◆ What to produce
Set down the records again, keeping each line exactly as it is.

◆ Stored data
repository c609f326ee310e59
pub mod output;
pub mod progress;
pub mod signals;

pub use output::{OutputFormatter, OutputMode};
pub use progress::ProgressManager;
pub use signals::GracefulShutdown;
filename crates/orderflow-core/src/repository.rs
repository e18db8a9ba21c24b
//! Persistence and capability traits.
//!
//! [`OrderRepository`] is the durable backend. [`OrderSaver`] and
//! [`OrderProvider`] are the narrow write and read capabilities handed to the
//! ingestion path and the HTTP layer, so either side can be tested against a
//! double that implements only what it needs.

use async_trait::async_trait;

use crate::error::DomainError;
use crate::order::Order;

/// Durable storage for order aggregates.
#[async_trait]
pub trait OrderRepository: Send + Sync {
    /// Write the order, its delivery, its payment and all of its items as one
    /// atomic unit, replacing any aggregate already stored under the same UID.
    async fn save_order(&self, order: &Order) -> Result<(), DomainError>;

    /// Load every stored aggregate, items included. Any failure aborts the
    /// whole load; no partial result is returned.
    async fn load_orders(&self) -> Result<Vec<Order>, DomainError>;
}

/// Write capability: accept a normalized order.
#[async_trait]
pub trait OrderSaver: Send + Sync {
    /// Persist the order. The order is only visible to readers once this
    /// returns `Ok`.
    async fn save_order(&self, order: Order) -> Result<(), DomainError>;
}

/// Read capability: look up an order by UID.
#[async_trait]
pub trait OrderProvider: Send + Sync {
    /// Returns the order for `order_uid`.
    ///
    /// # Errors
    ///
    /// Returns `DomainError::OrderNotFound` when no such order is available.
    async fn order(&self, order_uid: &str) -> Result<Order, DomainError>;
}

◆ Output for this task
repository c609f326ee310e59
pub mod output;
pub mod progress;
pub mod signals;

pub use output::{OutputFormatter, OutputMode};
pub use progress::ProgressManager;
pub use signals::GracefulShutdown;
filename crates/orderflow-core/src/repository.rs
repository e18db8a9ba21c24b
//! Persistence and capability traits.
//!
//! [`OrderRepository`] is the durable backend. [`OrderSaver`] and
//! [`OrderProvider`] are the narrow write and read capabilities handed to the
//! ingestion path and the HTTP layer, so either side can be tested against a
//! double that implements only what it needs.

use async_trait::async_trait;

use crate::error::DomainError;
use crate::order::Order;

/// Durable storage for order aggregates.
#[async_trait]
pub trait OrderRepository: Send + Sync {
    /// Write the order, its delivery, its payment and all of its items as one
    /// atomic unit, replacing any aggregate already stored under the same UID.
    async fn save_order(&self, order: &Order) -> Result<(), DomainError>;

    /// Load every stored aggregate, items included. Any failure aborts the
    /// whole load; no partial result is returned.
    async fn load_orders(&self) -> Result<Vec<Order>, DomainError>;
}

/// Write capability: accept a normalized order.
#[async_trait]
pub trait OrderSaver: Send + Sync {
    /// Persist the order. The order is only visible to readers once this
    /// returns `Ok`.
    async fn save_order(&self, order: Order) -> Result<(), DomainError>;
}

/// Read capability: look up an order by UID.
#[async_trait]
pub trait OrderProvider: Send + Sync {
    /// Returns the order for `order_uid`.
    ///
    /// # Errors
    ///
    /// Returns `DomainError::OrderNotFound` when no such order is available.
    async fn order(&self, order_uid: &str) -> Result<Order, DomainError>;
}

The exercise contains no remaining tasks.